RECORDS SHOWN:
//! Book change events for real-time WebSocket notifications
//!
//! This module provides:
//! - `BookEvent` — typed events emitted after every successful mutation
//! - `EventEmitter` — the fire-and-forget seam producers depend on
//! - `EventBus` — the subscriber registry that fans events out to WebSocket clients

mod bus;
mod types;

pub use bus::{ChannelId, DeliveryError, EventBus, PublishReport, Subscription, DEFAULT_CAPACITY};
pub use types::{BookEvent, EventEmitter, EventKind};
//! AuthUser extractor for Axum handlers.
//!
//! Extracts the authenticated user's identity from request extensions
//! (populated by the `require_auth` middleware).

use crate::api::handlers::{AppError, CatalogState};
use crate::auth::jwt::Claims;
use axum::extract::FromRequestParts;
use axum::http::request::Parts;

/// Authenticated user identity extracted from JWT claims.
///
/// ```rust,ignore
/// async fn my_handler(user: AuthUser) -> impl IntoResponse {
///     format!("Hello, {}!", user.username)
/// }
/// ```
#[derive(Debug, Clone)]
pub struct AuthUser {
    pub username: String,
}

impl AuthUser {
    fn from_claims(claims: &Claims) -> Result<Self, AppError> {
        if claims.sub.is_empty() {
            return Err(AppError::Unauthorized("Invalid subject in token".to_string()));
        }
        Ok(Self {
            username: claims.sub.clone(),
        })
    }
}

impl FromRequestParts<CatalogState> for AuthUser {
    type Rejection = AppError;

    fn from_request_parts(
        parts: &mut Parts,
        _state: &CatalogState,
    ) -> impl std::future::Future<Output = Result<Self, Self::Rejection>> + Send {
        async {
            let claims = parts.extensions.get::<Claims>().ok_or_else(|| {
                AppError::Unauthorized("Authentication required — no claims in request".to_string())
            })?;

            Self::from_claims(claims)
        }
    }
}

==

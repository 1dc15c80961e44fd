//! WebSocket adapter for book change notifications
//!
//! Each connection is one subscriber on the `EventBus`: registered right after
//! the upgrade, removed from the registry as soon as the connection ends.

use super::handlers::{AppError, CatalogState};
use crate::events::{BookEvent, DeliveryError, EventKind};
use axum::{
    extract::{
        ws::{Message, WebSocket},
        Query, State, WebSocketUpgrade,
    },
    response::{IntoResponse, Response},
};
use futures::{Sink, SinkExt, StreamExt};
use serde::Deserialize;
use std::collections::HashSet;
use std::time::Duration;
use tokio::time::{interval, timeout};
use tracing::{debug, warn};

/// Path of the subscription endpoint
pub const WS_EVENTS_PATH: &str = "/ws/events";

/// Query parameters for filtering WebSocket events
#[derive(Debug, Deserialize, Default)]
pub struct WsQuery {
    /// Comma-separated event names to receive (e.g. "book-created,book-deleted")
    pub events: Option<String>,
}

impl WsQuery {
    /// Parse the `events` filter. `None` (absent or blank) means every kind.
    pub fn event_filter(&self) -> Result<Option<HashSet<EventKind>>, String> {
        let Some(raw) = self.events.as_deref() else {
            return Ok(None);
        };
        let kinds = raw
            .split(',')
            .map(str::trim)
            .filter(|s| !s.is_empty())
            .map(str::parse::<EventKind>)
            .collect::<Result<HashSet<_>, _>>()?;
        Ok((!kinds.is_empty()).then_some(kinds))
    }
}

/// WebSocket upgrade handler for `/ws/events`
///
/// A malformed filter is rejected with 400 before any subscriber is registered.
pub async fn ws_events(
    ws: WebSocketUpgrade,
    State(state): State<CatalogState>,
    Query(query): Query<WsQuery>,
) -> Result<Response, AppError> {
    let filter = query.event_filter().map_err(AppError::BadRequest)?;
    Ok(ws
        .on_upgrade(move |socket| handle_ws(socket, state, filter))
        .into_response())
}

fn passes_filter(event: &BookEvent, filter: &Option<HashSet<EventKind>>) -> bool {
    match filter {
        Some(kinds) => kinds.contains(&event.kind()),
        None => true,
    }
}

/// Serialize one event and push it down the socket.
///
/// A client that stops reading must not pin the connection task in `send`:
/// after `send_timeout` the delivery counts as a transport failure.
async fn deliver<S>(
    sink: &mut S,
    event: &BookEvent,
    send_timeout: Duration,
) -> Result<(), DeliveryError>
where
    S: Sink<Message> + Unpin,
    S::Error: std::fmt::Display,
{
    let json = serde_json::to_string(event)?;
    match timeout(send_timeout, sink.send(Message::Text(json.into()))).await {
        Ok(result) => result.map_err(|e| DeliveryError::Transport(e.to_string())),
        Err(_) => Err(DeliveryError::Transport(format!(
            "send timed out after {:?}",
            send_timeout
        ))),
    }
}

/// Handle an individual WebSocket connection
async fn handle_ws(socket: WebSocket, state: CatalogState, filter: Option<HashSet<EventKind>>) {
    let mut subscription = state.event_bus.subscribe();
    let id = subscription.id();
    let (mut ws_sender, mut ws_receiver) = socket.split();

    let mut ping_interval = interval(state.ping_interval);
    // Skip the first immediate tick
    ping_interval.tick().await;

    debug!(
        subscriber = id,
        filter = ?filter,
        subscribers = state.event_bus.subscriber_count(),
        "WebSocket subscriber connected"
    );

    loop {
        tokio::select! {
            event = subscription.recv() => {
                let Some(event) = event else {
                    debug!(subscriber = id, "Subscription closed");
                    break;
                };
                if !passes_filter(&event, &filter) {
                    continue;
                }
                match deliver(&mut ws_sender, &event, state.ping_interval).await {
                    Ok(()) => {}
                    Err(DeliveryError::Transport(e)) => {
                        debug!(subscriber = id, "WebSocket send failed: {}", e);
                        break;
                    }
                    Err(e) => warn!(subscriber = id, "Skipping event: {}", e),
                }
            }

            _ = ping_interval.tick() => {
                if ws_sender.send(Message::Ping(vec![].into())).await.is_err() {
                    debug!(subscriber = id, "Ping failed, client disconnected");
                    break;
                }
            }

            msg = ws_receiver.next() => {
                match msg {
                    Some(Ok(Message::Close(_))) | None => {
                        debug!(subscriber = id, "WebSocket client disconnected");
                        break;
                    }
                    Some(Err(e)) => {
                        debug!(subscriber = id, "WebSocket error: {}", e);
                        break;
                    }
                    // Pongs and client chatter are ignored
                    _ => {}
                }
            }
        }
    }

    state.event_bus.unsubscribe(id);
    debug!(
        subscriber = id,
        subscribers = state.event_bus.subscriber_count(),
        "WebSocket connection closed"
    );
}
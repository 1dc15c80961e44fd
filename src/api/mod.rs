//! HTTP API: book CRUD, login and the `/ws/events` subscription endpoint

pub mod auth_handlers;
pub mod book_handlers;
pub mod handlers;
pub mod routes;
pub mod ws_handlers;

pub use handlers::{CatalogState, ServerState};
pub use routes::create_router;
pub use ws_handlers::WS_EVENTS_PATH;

WHAT YOU HAVE TO DO: Please give back, exactly as it stands above, the stretch from the line with "to WebSocket clients" through the line with "from request extensions", and no line outside it.

WRITTEN SOLUTION:
//! - `EventBus` — the subscriber registry that fans events out to WebSocket clients

mod bus;
mod types;

pub use bus::{ChannelId, DeliveryError, EventBus, PublishReport, Subscription, DEFAULT_CAPACITY};
pub use types::{BookEvent, EventEmitter, EventKind};
//! AuthUser extractor for Axum handlers.
//!
//! Extracts the authenticated user's identity from request extensions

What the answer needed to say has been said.